### PROBLEM STATEMENT
When you reach the line in the data below that contains "even when it", please start repeating lines exactly, and stop after the line that contains "in first-seen order", repeating nothing else.

== EXTRACTED MATERIAL ==

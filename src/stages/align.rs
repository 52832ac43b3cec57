use tracing::{info, warn};

use crate::error::SourceError;
use crate::models::{
    AlignedSegment, DiarizationTurn, SpeakerGroups, TimeInterval, TranscriptSegment,
    UNKNOWN_SPEAKER,
};

/// How transcript segments are matched to diarization turns.
///
/// `Containment` is the default and is preserved for reproducibility:
/// a segment straddling a turn boundary stays `"unknown"` even when it
/// overlaps one turn almost entirely. `MaxOverlap` is the documented
/// alternative for callers that prefer labeling such segments.
#[derive(Debug, Clone, Copy, PartialEq, Eq, Default)]
pub enum MatchPolicy {
    /// First turn (in diarization input order) that fully contains the
    /// segment's interval
    #[default]
    Containment,
    /// Turn with the greatest overlap duration; ties keep the earliest
    /// turn in input order
    MaxOverlap,
}

/// What the diarization side of the pipeline produced
#[derive(Debug)]
pub enum DiarizationStage {
    /// Speaker analysis was not requested
    Disabled,
    /// The diarization source failed; the transcript must still survive
    Failed(SourceError),
    /// Turns in the order the source produced them
    Turns(Vec<DiarizationTurn>),
}

/// Configuration for the alignment stage
#[derive(Debug, Clone, Default)]
pub struct AlignConfig {
    /// Speaker-assignment policy
    pub policy: MatchPolicy,
}

/// Result of the alignment stage
#[derive(Debug)]
pub struct AlignResult {
    /// Transcript segments with speaker labels, in transcript order
    pub segments: Vec<AlignedSegment>,
    /// Segments grouped by speaker in first-seen order
    pub groups: SpeakerGroups,
    /// Turns as returned by the diarization source, when it succeeded
    pub turns: Option<Vec<DiarizationTurn>>,
    /// Why diarization output is missing, when the source failed
    pub diarization_error: Option<String>,
}

/// Execute the alignment stage: assign a speaker to each transcript
/// segment and build the per-speaker grouping.
///
/// A failed diarization source never crashes the transcript pipeline:
/// every segment is labeled `"unknown"` and the failure reason is recorded
/// for the assembler to surface.
pub fn execute_align(
    segments: Vec<TranscriptSegment>,
    diarization: DiarizationStage,
    config: &AlignConfig,
) -> AlignResult {
    match diarization {
        DiarizationStage::Turns(turns) => {
            let segments = assign_speakers(segments, &turns, config.policy);
            let labeled = segments
                .iter()
                .filter(|s| s.speaker != UNKNOWN_SPEAKER)
                .count();
            info!(
                "aligned {} segments against {} turns ({} labeled)",
                segments.len(),
                turns.len(),
                labeled
            );
            let groups = group_by_speaker(&segments);
            AlignResult {
                segments,
                groups,
                turns: Some(turns),
                diarization_error: None,
            }
        }
        DiarizationStage::Failed(err) => {
            warn!("diarization unavailable, labeling all segments \"unknown\": {err}");
            let segments: Vec<AlignedSegment> = segments
                .into_iter()
                .map(AlignedSegment::unlabeled)
                .collect();
            let groups = group_by_speaker(&segments);
            AlignResult {
                segments,
                groups,
                turns: None,
                diarization_error: Some(err.to_string()),
            }
        }
        DiarizationStage::Disabled => {
            let segments = segments.into_iter().map(AlignedSegment::unlabeled).collect();
            AlignResult {
                segments,
                groups: SpeakerGroups::new(),
                turns: None,
                diarization_error: None,
            }
        }
    }
}

/// Assign a speaker to each segment under the given policy
fn assign_speakers(
    segments: Vec<TranscriptSegment>,
    turns: &[DiarizationTurn],
    policy: MatchPolicy,
) -> Vec<AlignedSegment> {
    segments
        .into_iter()
        .map(|segment| {
            let speaker = match policy {
                MatchPolicy::Containment => containing_speaker(&segment.interval, turns),
                MatchPolicy::MaxOverlap => max_overlap_speaker(&segment.interval, turns),
            };
            let speaker = speaker.unwrap_or_else(|| UNKNOWN_SPEAKER.to_string());
            AlignedSegment::new(segment, speaker)
        })
        .collect()
}

/// First turn in input order that fully contains the segment.
///
/// Once a turn matches, later turns are not consulted, even when one of
/// them overlaps more.
fn containing_speaker(interval: &TimeInterval, turns: &[DiarizationTurn]) -> Option<String> {
    turns
        .iter()
        .find(|turn| turn.interval.contains(interval))
        .map(|turn| turn.speaker.clone())
}

/// Turn with the greatest overlap duration; zero overlap never matches
fn max_overlap_speaker(interval: &TimeInterval, turns: &[DiarizationTurn]) -> Option<String> {
    let mut best: Option<(f64, &DiarizationTurn)> = None;
    for turn in turns {
        let overlap = turn.interval.overlap_seconds(interval);
        if overlap <= 0.0 {
            continue;
        }
        // Strictly greater, so ties keep the earliest turn
        if best.is_none_or(|(best_overlap, _)| overlap > best_overlap) {
            best = Some((overlap, turn));
        }
    }
    best.map(|(_, turn)| turn.speaker.clone())
}

/// Group aligned segments by speaker, creating buckets in the order
/// speakers are first seen in transcript order
pub fn group_by_speaker(segments: &[AlignedSegment]) -> SpeakerGroups {
    let mut groups = SpeakerGroups::new();
    for segment in segments {
        groups.push(segment);
    }
    groups
}

#[cfg(test)]
mod tests {
    use super::*;

    fn segment(start: f64, end: f64, text: &str) -> TranscriptSegment {
        TranscriptSegment {
            interval: TimeInterval::new(start, end),
            text: text.to_string(),
            words: None,
        }
    }

    fn turn(start: f64, end: f64, speaker: &str) -> DiarizationTurn {
        DiarizationTurn::new(start, end, speaker)
    }

    #[test]
    fn test_contained_segments_take_turn_speaker() {
        let segments = vec![segment(0.0, 2.0, "hi"), segment(2.0, 4.0, "there")];
        let turns = vec![turn(0.0, 4.0, "A")];

        let result = execute_align(segments, DiarizationStage::Turns(turns), &AlignConfig::default());

        assert_eq!(result.segments[0].speaker, "A");
        assert_eq!(result.segments[1].speaker, "A");
        assert_eq!(result.groups.len(), 1);
        assert_eq!(result.groups.get("A").unwrap().len(), 2);
        assert!(result.diarization_error.is_none());
    }

    #[test]
    fn test_straddling_segment_is_unknown_under_containment() {
        // Segment end 3.0 exceeds turn end 2.0; overlap alone is not enough
        let segments = vec![segment(1.0, 3.0, "x")];
        let turns = vec![turn(0.0, 2.0, "A")];

        let result = execute_align(segments, DiarizationStage::Turns(turns), &AlignConfig::default());

        assert_eq!(result.segments[0].speaker, UNKNOWN_SPEAKER);
    }

    #[test]
    fn test_straddling_segment_is_labeled_under_max_overlap() {
        let segments = vec![segment(1.0, 3.0, "x")];
        let turns = vec![turn(0.0, 2.0, "A"), turn(2.0, 10.0, "B")];
        let config = AlignConfig {
            policy: MatchPolicy::MaxOverlap,
        };

        let result = execute_align(segments, DiarizationStage::Turns(turns), &config);

        // Overlap with A is 1.0s, with B 1.0s; the tie keeps the earlier turn
        assert_eq!(result.segments[0].speaker, "A");
    }

    #[test]
    fn test_max_overlap_picks_greater_overlap() {
        let segments = vec![segment(1.0, 4.0, "x")];
        let turns = vec![turn(0.0, 2.0, "A"), turn(2.0, 10.0, "B")];
        let config = AlignConfig {
            policy: MatchPolicy::MaxOverlap,
        };

        let result = execute_align(segments, DiarizationStage::Turns(turns), &config);

        assert_eq!(result.segments[0].speaker, "B");
    }

    #[test]
    fn test_first_match_wins_over_greater_overlap() {
        // Both turns contain the segment; the first in input order wins
        // even though the second overlaps it exactly
        let segments = vec![segment(2.0, 3.0, "x")];
        let turns = vec![turn(0.0, 10.0, "A"), turn(2.0, 3.0, "B")];

        let result = execute_align(segments, DiarizationStage::Turns(turns), &AlignConfig::default());

        assert_eq!(result.segments[0].speaker, "A");
    }

    #[test]
    fn test_no_turn_matches_yields_unknown() {
        let segments = vec![segment(5.0, 6.0, "x")];
        let turns = vec![turn(0.0, 4.0, "A")];

        let result = execute_align(segments, DiarizationStage::Turns(turns), &AlignConfig::default());

        assert_eq!(result.segments[0].speaker, UNKNOWN_SPEAKER);
        assert_eq!(result.groups.get(UNKNOWN_SPEAKER).unwrap().len(), 1);
    }

    #[test]
    fn test_grouping_completeness_and_order() {
        let segments = vec![
            segment(0.0, 1.0, "a"),
            segment(1.0, 2.0, "b"),
            segment(2.0, 3.0, "c"),
            segment(5.0, 6.0, "d"),
        ];
        let turns = vec![
            turn(0.9, 2.1, "B"),
            turn(0.0, 1.0, "A"),
            turn(2.0, 3.0, "A"),
        ];

        let result = execute_align(segments, DiarizationStage::Turns(turns), &AlignConfig::default());

        // Every segment lands in exactly one bucket
        assert_eq!(result.groups.segment_count(), result.segments.len());

        // First-seen order: segment "a" matches A, "b" matches B,
        // "d" matches nothing
        let speakers: Vec<&str> = result.groups.speakers().collect();
        assert_eq!(speakers, vec!["A", "B", UNKNOWN_SPEAKER]);
    }

    #[test]
    fn test_failed_diarization_degrades_to_unknown() {
        let segments = vec![segment(0.0, 2.0, "hi"), segment(2.0, 4.0, "there")];
        let failure = SourceError::Auth("credential missing".to_string());

        let result = execute_align(
            segments,
            DiarizationStage::Failed(failure),
            &AlignConfig::default(),
        );

        assert!(result.segments.iter().all(|s| s.speaker == UNKNOWN_SPEAKER));
        assert_eq!(result.groups.len(), 1);
        assert_eq!(result.groups.get(UNKNOWN_SPEAKER).unwrap().len(), 2);
        assert!(result.turns.is_none());
        let reason = result.diarization_error.unwrap();
        assert!(reason.contains("credential missing"));
    }

    #[test]
    fn test_disabled_diarization_records_no_error() {
        let segments = vec![segment(0.0, 2.0, "hi")];

        let result = execute_align(segments, DiarizationStage::Disabled, &AlignConfig::default());

        assert_eq!(result.segments[0].speaker, UNKNOWN_SPEAKER);
        assert!(result.groups.is_empty());
        assert!(result.diarization_error.is_none());
    }
}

===

### OUTPUT FOR THIS TASK
/// a segment straddling a turn boundary stays `"unknown"` even when it
/// overlaps one turn almost entirely. `MaxOverlap` is the documented
/// alternative for callers that prefer labeling such segments.
#[derive(Debug, Clone, Copy, PartialEq, Eq, Default)]
pub enum MatchPolicy {
    /// First turn (in diarization input order) that fully contains the
    /// segment's interval
    #[default]
    Containment,
    /// Turn with the greatest overlap duration; ties keep the earliest
    /// turn in input order
    MaxOverlap,
}

/// What the diarization side of the pipeline produced
#[derive(Debug)]
pub enum DiarizationStage {
    /// Speaker analysis was not requested
    Disabled,
    /// The diarization source failed; the transcript must still survive
    Failed(SourceError),
    /// Turns in the order the source produced them
    Turns(Vec<DiarizationTurn>),
}

/// Configuration for the alignment stage
#[derive(Debug, Clone, Default)]
pub struct AlignConfig {
    /// Speaker-assignment policy
    pub policy: MatchPolicy,
}

/// Result of the alignment stage
#[derive(Debug)]
pub struct AlignResult {
    /// Transcript segments with speaker labels, in transcript order
    pub segments: Vec<AlignedSegment>,
    /// Segments grouped by speaker in first-seen order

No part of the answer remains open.